しかしUS軍が『バルバロッサ』の戦果が欲しいと言う事は、火星艦隊にかなりの損害を負わされたのだろう。『バルバロッサ』を復帰させると言う事は人員補充の意味も兼ねていると思われる。それならば俺の居場所はないだろう。
「俺はパイロットとしてはもう使い物にならないようです。だからUS軍には戻りません。」
「…。わかった。なら一つ頼まれてくれないか?」
「なんでしょうか?」
「私たちはUSの<サークル>へと戻らなければならない。そこでグレンに『ウデュジャーザ』に居るフリードリヒ大尉の細君に大尉の死亡を伝えて欲しい。」
できればやりたくない仕事だ。だが誰かがアリサ大尉にフリードリヒ大尉の最期を伝えなければならない。親密度から言っても俺が一番の適任者だろう。
「わかりました。」
「損な役回りをさせてしまってすまないな。『イーンスラ』軍は『ウデュジャーザ』へと戻るとのことだからあちらの艦艇へ送り届けよう。」
「ありがとうございます。」
とりあえず当面の目的は出来た。気は重いがやるしかない。そしてもう一つやっておかなければならないことがある。
「ヴァレリー。ここでお別れだ。」
ヴァレリーとの別れの挨拶だ。だがヴァレリーは少し怒ったような表情で
「何故ですか?」
と問い返してきた。
「俺はもう記憶を失いたくはない。だから一緒にスペース・トルーパーに乗ることができない。」
スペース・トルーパーに乗れない俺は、戦術AIのヴァレリーと一緒に居る理由がない。
「困りましたね…。私が居ないとグレンが死んでしまいます。」
「えっ?」
ヴァレリーの口から飛び出してきた言葉は予期していない言葉だった。
「グレンが相当無茶をしたので体内のナノマシンの状況は最悪です。
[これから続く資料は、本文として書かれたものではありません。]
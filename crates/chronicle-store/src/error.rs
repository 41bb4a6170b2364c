use thiserror::Error;

#[derive(Debug, Error)]
pub enum StoreError {
    #[error(transparent)]
    Core(#[from] chronicle_core::CoreError),

    #[error("Serialization error: {0}")]
    Serialization(#[from] serde_json::Error),

    #[error("I/O error: {0}")]
    Io(#[from] std::io::Error),
}

pub type Result<T> = std::result::Result<T, StoreError>;
//! Core data model and on-disk layout for the retrospective summary
//! archive: sources, periods, sidecar metadata, configuration.

pub mod config;
pub mod error;
pub mod layout;
pub mod message;
pub mod meta;
pub mod period;
pub mod types;

pub use config::{ChronicleConfig, DriveConfig, KeysConfig, RetentionConfig};
pub use error::{CoreError, Result};
pub use message::Message;
pub use meta::{
    BackfillInfo, CostEntry, GenerationInfo, GenerationLock, IncompleteInfo, IncompleteReason,
    IntegrityInfo, SidecarMetadata, SummaryStatistics, SummaryStatus, TokenUsage,
};
pub use period::{DstTransition, Granularity, PeriodInfo};
pub use types::{ArchiveSource, SourceType};
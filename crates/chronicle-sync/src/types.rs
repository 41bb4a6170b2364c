use std::fmt;

use chrono::{DateTime, Utc};
use serde::{Deserialize, Serialize};

/// Outcome class of a sync run.
#[derive(Debug, Clone, Copy, PartialEq, Eq, Serialize, Deserialize)]
#[serde(rename_all = "snake_case")]
pub enum SyncStatus {
    Pending,
    InProgress,
    Success,
    Partial,
    Failed,
}

impl fmt::Display for SyncStatus {
    fn fmt(&self, f: &mut fmt::Formatter<'_>) -> fmt::Result {
        let s = match self {
            SyncStatus::Pending => "pending",
            SyncStatus::InProgress => "in_progress",
            SyncStatus::Success => "success",
            SyncStatus::Partial => "partial",
            SyncStatus::Failed => "failed",
        };
        write!(f, "{s}")
    }
}

/// What to do when a file already exists remotely.
#[derive(Debug, Clone, Copy, PartialEq, Eq, Default, Serialize, Deserialize)]
#[serde(rename_all = "snake_case")]
pub enum ConflictStrategy {
    /// Overwrite the remote copy.
    #[default]
    LocalWins,
    /// Leave the remote copy untouched.
    RemoteWins,
    /// Compare timestamps; upload only when local is newer.
    Newest,
}

/// Result of one sync run. `success` iff every file made it, `partial`
/// when some failed, `failed` when the run could not proceed at all.
#[derive(Debug, Clone, Serialize, Deserialize)]
pub struct SyncResult {
    pub status: SyncStatus,
    pub files_synced: u64,
    pub files_failed: u64,
    pub bytes_uploaded: u64,
    pub started_at: DateTime<Utc>,
    pub completed_at: Option<DateTime<Utc>>,
    pub errors: Vec<String>,
}

impl SyncResult {
    pub fn started() -> Self {
        Self {
            status: SyncStatus::InProgress,
            files_synced: 0,
            files_failed: 0,
            bytes_uploaded: 0,
            started_at: Utc::now(),
            completed_at: None,
            errors: Vec::new(),
        }
    }

    pub fn failed(message: String) -> Self {
        Self {
            status: SyncStatus::Failed,
            files_synced: 0,
            files_failed: 0,
            bytes_uploaded: 0,
            started_at: Utc::now(),
            completed_at: Some(Utc::now()),
            errors: vec![message],
        }
    }
}

/// A file listed from the remote store.
#[derive(Debug, Clone, Serialize, Deserialize)]
pub struct RemoteFile {
    pub id: String,
    pub name: String,
    pub mime_type: String,
    pub size: u64,
    pub modified_at: Option<String>,
}

/// Provider status and quota roll-up.
#[derive(Debug, Clone, Serialize, Deserialize)]
pub struct ProviderStatus {
    pub provider: String,
    pub folder_id: String,
    pub quota_limit: u64,
    pub quota_usage: u64,
}

/// Rolling per-source sync state kept in memory by the service.
#[derive(Debug, Clone, Serialize)]
pub struct SyncState {
    pub source_key: String,
    pub last_sync: Option<DateTime<Utc>>,
    pub last_status: SyncStatus,
    pub files_synced: u64,
    pub total_bytes: u64,
    /// Most recent errors, capped at five.
    pub errors: Vec<String>,
}

impl SyncState {
    pub fn new(source_key: &str) -> Self {
        Self {
            source_key: source_key.to_string(),
            last_sync: None,
            last_status: SyncStatus::Pending,
            files_synced: 0,
            total_bytes: 0,
            errors: Vec::new(),
        }
    }

    pub fn apply(&mut self, result: &SyncResult) {
        self.last_sync = Some(Utc::now());
        self.last_status = result.status;
        self.files_synced = result.files_synced;
        self.total_bytes += result.bytes_uploaded;
        if !result.errors.is_empty() {
            self.errors = result.errors.iter().take(5).cloned().collect();
        }
    }
}
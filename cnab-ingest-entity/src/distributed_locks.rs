use sea_orm::entity::prelude::*;

#[derive(Clone, Debug, PartialEq, DeriveEntityModel, Eq)]
#[sea_orm(table_name = "distributed_locks")]
pub struct Model {
    #[sea_orm(primary_key, auto_increment = false)]
    pub lock_key: String,
    pub owner: String,
    pub expires_at: DateTimeWithTimeZone,
}

#[derive(Copy, Clone, Debug, EnumIter, DeriveRelation)]
pub enum Relation {}

impl ActiveModelBehavior for ActiveModel {}
//! Upload intake (C10) — the synchronous path invoked by the upload
//! endpoint: validate, fingerprint, persist the blob, enqueue.
//!
//! Steps short-circuit on the first failure, per §4.10. `enqueue` is the
//! last step, so if it fails the blob and the `Pending` row are already
//! there — and the recovery sweeper only ever looks at `Processing`
//! uploads, so a stuck `Pending` row would never be picked back up. Intake
//! compensates for this itself: an `enqueue` failure deletes the row and
//! the blob it put before surfacing `QueueFailure`, so callers never see a
//! row that nothing will ever process.

use chrono::Utc;
use rand::Rng;
use uuid::Uuid;

use crate::{
    error::{IngestError, Result},
    hash,
    object_store::ObjectStore,
    queue::Queue,
    tracker::{FileUpload, UploadTracker},
};

pub struct UploadIntakeSettings {
    pub max_file_size_bytes: u64,
    pub allowed_extension: String,
}

pub struct UploadIntake<'a> {
    pub tracker: &'a UploadTracker,
    pub object_store: &'a ObjectStore,
    pub queue: &'a Queue,
    pub settings: &'a UploadIntakeSettings,
}

pub enum IntakeOutcome {
    Accepted { upload: FileUpload },
    Duplicate { existing_upload_id: Uuid },
}

impl<'a> UploadIntake<'a> {
    pub async fn ingest(&self, file_name: &str, bytes: Vec<u8>) -> Result<IntakeOutcome> {
        if bytes.is_empty() {
            return Err(IngestError::InvalidRequest {
                reason: "uploaded file is empty".to_string(),
            });
        }
        if bytes.len() as u64 > self.settings.max_file_size_bytes {
            return Err(IngestError::PayloadTooLarge {
                size: bytes.len() as u64,
                limit: self.settings.max_file_size_bytes,
            });
        }
        if !file_name
            .to_lowercase()
            .ends_with(&self.settings.allowed_extension.to_lowercase())
        {
            return Err(IngestError::UnsupportedMediaType {
                reason: format!(
                    "unsupported file extension, expected {}",
                    self.settings.allowed_extension
                ),
            });
        }

        let file_hash = hash::file_hash(&bytes);

        let (unique, existing) = self.tracker.is_file_unique(&file_hash).await?;
        if !unique {
            let existing_upload_id = existing
                .expect("is_file_unique returned false without an existing upload")
                .id;
            return Ok(IntakeOutcome::Duplicate { existing_upload_id });
        }

        let storage_path = generate_storage_path();
        self.object_store.put(&storage_path, bytes.clone()).await?;

        let upload = self
            .tracker
            .record_pending(
                file_name.to_string(),
                file_hash,
                bytes.len() as i64,
                storage_path.clone(),
            )
            .await?;

        if let Err(err) = self.queue.enqueue(upload.id, storage_path.clone()).await {
            tracing::warn!(
                upload_id = %upload.id,
                error = ?err,
                "enqueue failed after blob and pending row were persisted, rolling back"
            );
            if let Err(delete_err) = self.tracker.delete(upload.id).await {
                tracing::error!(upload_id = %upload.id, error = ?delete_err, "failed to delete orphaned pending row");
            }
            if let Err(delete_err) = self.object_store.delete(&storage_path).await {
                tracing::error!(upload_id = %upload.id, error = ?delete_err, "failed to delete orphaned blob");
            }
            return Err(err);
        }

        Ok(IntakeOutcome::Accepted { upload })
    }
}

/// `cnab-YYYYMMDD-HHMMSS-<rand>.txt`, UTC, per §4.10 step 5.
fn generate_storage_path() -> String {
    let now = Utc::now();
    let rand_suffix: u32 = rand::thread_rng().gen_range(0..1_000_000);
    format!(
        "cnab-{}-{:06}.txt",
        now.format("%Y%m%d-%H%M%S"),
        rand_suffix
    )
}

#[cfg(test)]
mod tests {
    use super::*;

    #[test]
    fn storage_path_has_expected_shape() {
        let path = generate_storage_path();
        assert!(path.starts_with("cnab-"));
        assert!(path.ends_with(".txt"));
        // cnab- + 8 date digits + - + 6 time digits + - + 6 rand digits + .txt
        assert_eq!(path.len(), "cnab-".len() + 8 + 1 + 6 + 1 + 6 + ".txt".len());
    }
}
//! Positional decoder for one CNAB line (C2).

use chrono::{NaiveDate, NaiveTime};

pub const LINE_LENGTH: usize = 80;

/// A transaction decoded from one line, before it is given an idempotency
/// key or an owning upload id by the line processor.
#[derive(Debug, Clone, PartialEq, Eq)]
pub struct ParsedTransaction {
    /// Legacy artefact: the raw nature digit, preserved as an observable field.
    pub bank_code: String,
    pub nature_code: u8,
    pub amount_cents: i64,
    pub cpf_cnpj: String,
    pub card: String,
    pub transaction_time: NaiveTime,
    pub store_owner: String,
    pub store_name: String,
    pub transaction_date: NaiveDate,
}

impl ParsedTransaction {
    /// `+` for income natures {1,4,5,6,7,8}, `-` for expense natures {2,3,9}.
    /// Pure logic; the sign itself is never persisted.
    pub fn is_income(&self) -> bool {
        matches!(self.nature_code, 1 | 4 | 5 | 6 | 7 | 8)
    }

    pub fn signed_amount_cents(&self) -> i64 {
        if self.is_income() {
            self.amount_cents
        } else {
            -self.amount_cents
        }
    }
}

#[derive(Debug, Clone, PartialEq, Eq, thiserror::Error)]
#[error("line {line_index}: {reason}")]
pub struct ParseError {
    pub line_index: u64,
    pub reason: String,
}

impl ParseError {
    fn new(line_index: u64, reason: impl Into<String>) -> Self {
        Self {
            line_index,
            reason: reason.into(),
        }
    }
}

/// Decodes one 80-byte line. Decoding is strictly byte-positional: the
/// fields are ASCII digits and ASCII-padded names, so indexing by byte
/// (not `char`) is correct and required — non-ASCII input that would
/// misalign byte boundaries is rejected rather than decoded leniently.
pub fn parse_line(line: &[u8], line_index: u64) -> Result<ParsedTransaction, ParseError> {
    if !line.is_ascii() {
        return Err(ParseError::new(line_index, "non-ascii byte in line"));
    }
    if line.len() != LINE_LENGTH {
        return Err(ParseError::new(
            line_index,
            format!("expected {LINE_LENGTH} bytes, got {}", line.len()),
        ));
    }

    let mut cursor = Cursor { bytes: line, pos: 0 };
    let nature_raw = cursor.take(1);
    let date_raw = cursor.take(8);
    let amount_raw = cursor.take(10);
    let cpf_raw = cursor.take(11);
    let card_raw = cursor.take(12);
    let time_raw = cursor.take(6);
    let store_owner_raw = cursor.take(14);
    let store_name_raw = cursor.take(18);

    let nature_code = nature_raw[0];
    if !nature_code.is_ascii_digit() || nature_code == b'0' {
        return Err(ParseError::new(line_index, "invalid nature code"));
    }
    let nature_code = nature_code - b'0';

    let transaction_date = parse_date(date_raw)
        .ok_or_else(|| ParseError::new(line_index, "invalid date"))?;

    let amount_cents = parse_ascii_digits(amount_raw)
        .ok_or_else(|| ParseError::new(line_index, "invalid amount"))?;

    let transaction_time = parse_time(time_raw)
        .ok_or_else(|| ParseError::new(line_index, "invalid time"))?;

    Ok(ParsedTransaction {
        bank_code: (nature_raw[0] as char).to_string(),
        nature_code,
        amount_cents,
        cpf_cnpj: trim_trailing_spaces(cpf_raw),
        card: trim_trailing_spaces(card_raw),
        transaction_time,
        store_owner: trim_trailing_spaces(store_owner_raw),
        store_name: trim_trailing_spaces(store_name_raw),
        transaction_date,
    })
}

struct Cursor<'a> {
    bytes: &'a [u8],
    pos: usize,
}

impl<'a> Cursor<'a> {
    fn take(&mut self, n: usize) -> &'a [u8] {
        let slice = &self.bytes[self.pos..self.pos + n];
        self.pos += n;
        slice
    }
}

fn trim_trailing_spaces(bytes: &[u8]) -> String {
    let trimmed = bytes
        .iter()
        .rposition(|&b| b != b' ')
        .map(|idx| &bytes[..=idx])
        .unwrap_or(&[]);
    String::from_utf8_lossy(trimmed).into_owned()
}

fn parse_ascii_digits(bytes: &[u8]) -> Option<i64> {
    if !bytes.iter().all(u8::is_ascii_digit) {
        return None;
    }
    std::str::from_utf8(bytes).ok()?.parse().ok()
}

fn parse_date(bytes: &[u8]) -> Option<NaiveDate> {
    let s = std::str::from_utf8(bytes).ok()?;
    NaiveDate::parse_from_str(s, "%Y%m%d").ok()
}

fn parse_time(bytes: &[u8]) -> Option<NaiveTime> {
    let s = std::str::from_utf8(bytes).ok()?;
    NaiveTime::parse_from_str(s, "%H%M%S").ok()
}

#[cfg(test)]
mod tests {
    use super::*;

    #[test]
    fn parses_a_well_formed_line() {
        let mut bytes = Vec::new();
        bytes.extend_from_slice(b"1"); // nature
        bytes.extend_from_slice(b"20190115"); // date
        bytes.extend_from_slice(b"0000010000"); // amount cents = 10000
        bytes.extend_from_slice(b"11111111111"); // cpf
        bytes.extend_from_slice(b"123456789012"); // card
        bytes.extend_from_slice(b"120000"); // time
        bytes.extend_from_slice(b"STORE OWNER   "); // 14 chars
        bytes.extend_from_slice(b"STORE NAME        "); // 18 chars
        assert_eq!(bytes.len(), LINE_LENGTH);

        let tx = parse_line(&bytes, 0).unwrap();
        assert_eq!(tx.nature_code, 1);
        assert_eq!(tx.bank_code, "1");
        assert_eq!(tx.amount_cents, 10000);
        assert_eq!(tx.cpf_cnpj, "11111111111");
        assert_eq!(tx.card, "123456789012");
        assert_eq!(tx.store_owner, "STORE OWNER");
        assert_eq!(tx.store_name, "STORE NAME");
        assert_eq!(tx.transaction_date, NaiveDate::from_ymd_opt(2019, 1, 15).unwrap());
        assert_eq!(tx.transaction_time, NaiveTime::from_hms_opt(12, 0, 0).unwrap());
        assert!(tx.is_income());
        assert_eq!(tx.signed_amount_cents(), 10000);
    }

    #[test]
    fn rejects_short_lines() {
        let err = parse_line(b"too short", 5).unwrap_err();
        assert_eq!(err.line_index, 5);
    }

    #[test]
    fn rejects_non_ascii() {
        let mut bytes = vec![b' '; LINE_LENGTH];
        bytes[0] = 0xFF;
        let err = parse_line(&bytes, 0).unwrap_err();
        assert!(err.reason.contains("ascii"));
    }

    #[test]
    fn rejects_invalid_date() {
        let mut bytes = vec![b'0'; LINE_LENGTH];
        bytes[0] = b'1';
        // date field (bytes 1..9) is all zeros -> invalid date
        let err = parse_line(&bytes, 0).unwrap_err();
        assert!(err.reason.contains("date") || err.reason.contains("amount"));
    }

    #[test]
    fn expense_natures_are_negative() {
        for nature in [2u8, 3, 9] {
            let mut bytes = Vec::new();
            bytes.extend_from_slice(format!("{nature}").as_bytes());
            bytes.extend_from_slice(b"20190115");
            bytes.extend_from_slice(b"0000050000");
            bytes.extend_from_slice(b"11111111111");
            bytes.extend_from_slice(b"123456789012");
            bytes.extend_from_slice(b"120000");
            bytes.extend_from_slice(b"STORE OWNER   ");
            bytes.extend_from_slice(b"STORE NAME        ");
            let tx = parse_line(&bytes, 0).unwrap();
            assert!(!tx.is_income());
            assert_eq!(tx.signed_amount_cents(), -50000);
        }
    }
}
//! Content fingerprints (C1).
//!
//! Three pure operations over bytes. `fileHash` is base64-encoded to match
//! the idempotency-key construction in [`crate::line_processor`]; line and
//! stream hashes are lower-hex, matching the line-hash uniqueness fence in
//! the upload tracker.

use base64::{prelude::BASE64_STANDARD, Engine};
use sha2::{Digest, Sha256};
use std::io::{Read, Seek, SeekFrom};

pub fn file_hash(bytes: &[u8]) -> String {
    BASE64_STANDARD.encode(Sha256::digest(bytes))
}

pub fn line_hash(bytes: &[u8]) -> String {
    hex::encode(Sha256::digest(bytes))
}

/// Hashes an entire reader's contents. Resets the position to the start
/// afterwards if the reader is seekable, so callers can read it again.
pub fn stream_hash<R: Read + Seek>(reader: &mut R) -> std::io::Result<String> {
    let mut hasher = Sha256::new();
    let mut buf = [0u8; 64 * 1024];
    loop {
        let n = reader.read(&mut buf)?;
        if n == 0 {
            break;
        }
        hasher.update(&buf[..n]);
    }
    reader.seek(SeekFrom::Start(0))?;
    Ok(hex::encode(hasher.finalize()))
}
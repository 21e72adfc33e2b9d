use sea_orm_migration::prelude::*;

#[derive(DeriveMigrationName)]
pub struct Migration;

#[async_trait::async_trait]
impl MigrationTrait for Migration {
    async fn up(&self, manager: &SchemaManager) -> Result<(), DbErr> {
        let sql = r#"
            CREATE TABLE "file_upload_line_hashes" (
                "id" bigserial PRIMARY KEY,
                "file_upload_id" uuid NOT NULL REFERENCES "file_uploads" ("id"),
                "line_hash" text NOT NULL,
                "line_content" text NOT NULL,
                "processed_at" timestamptz NOT NULL DEFAULT now()
            );

            CREATE UNIQUE INDEX "file_upload_line_hashes_line_hash_key"
                ON "file_upload_line_hashes" ("line_hash");
            CREATE INDEX "file_upload_line_hashes_file_upload_id_idx"
                ON "file_upload_line_hashes" ("file_upload_id");

            COMMENT ON TABLE "file_upload_line_hashes" IS
                'Line-level dedup fence: one row per line ever committed, across all uploads';
        "#;
        crate::from_sql(manager, sql).await
    }

    async fn down(&self, manager: &SchemaManager) -> Result<(), DbErr> {
        let sql = r#"DROP TABLE "file_upload_line_hashes";"#;
        crate::from_sql(manager, sql).await
    }
}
」
「そ、そうなのか?」
「生死の境を彷徨っていたからな。」
ガストーネ中佐も同意する。通りで戦闘終了後の体調が最悪だったわけだ。
「はい。落ち着くまでは生命の危険があります。グレン。まだ死にたくないですよね?だから私はもうしばらくグレンと行動を共にします。よろしいですね?」
「はい…。」
有無を言わせぬヴァレリーの圧に押し切られてしまった。
「了解した。その様に取り計らおう。」
中佐は何故か笑っている。何が可笑しいんだろうか?
「よろしくお願い致します。」
ヴァレリーは丁寧に中佐にお礼を言っている。
「では『イーンスラ』艦への移送手続きをしてくる。またあとでな。」
そう言うとガストーネ中佐は医務室から出て行った。その後ラウル曹長やピッポ上等兵たちが代わる代わる見舞いと作戦の労い、そして別れの挨拶をしにきてくれた。
2時間後、俺とヴァレリーとUS軍に復帰をしない一部の者たちは『バルバロッサ』のメンバーに見送られながら、『イーンスラ』艦へと移送された。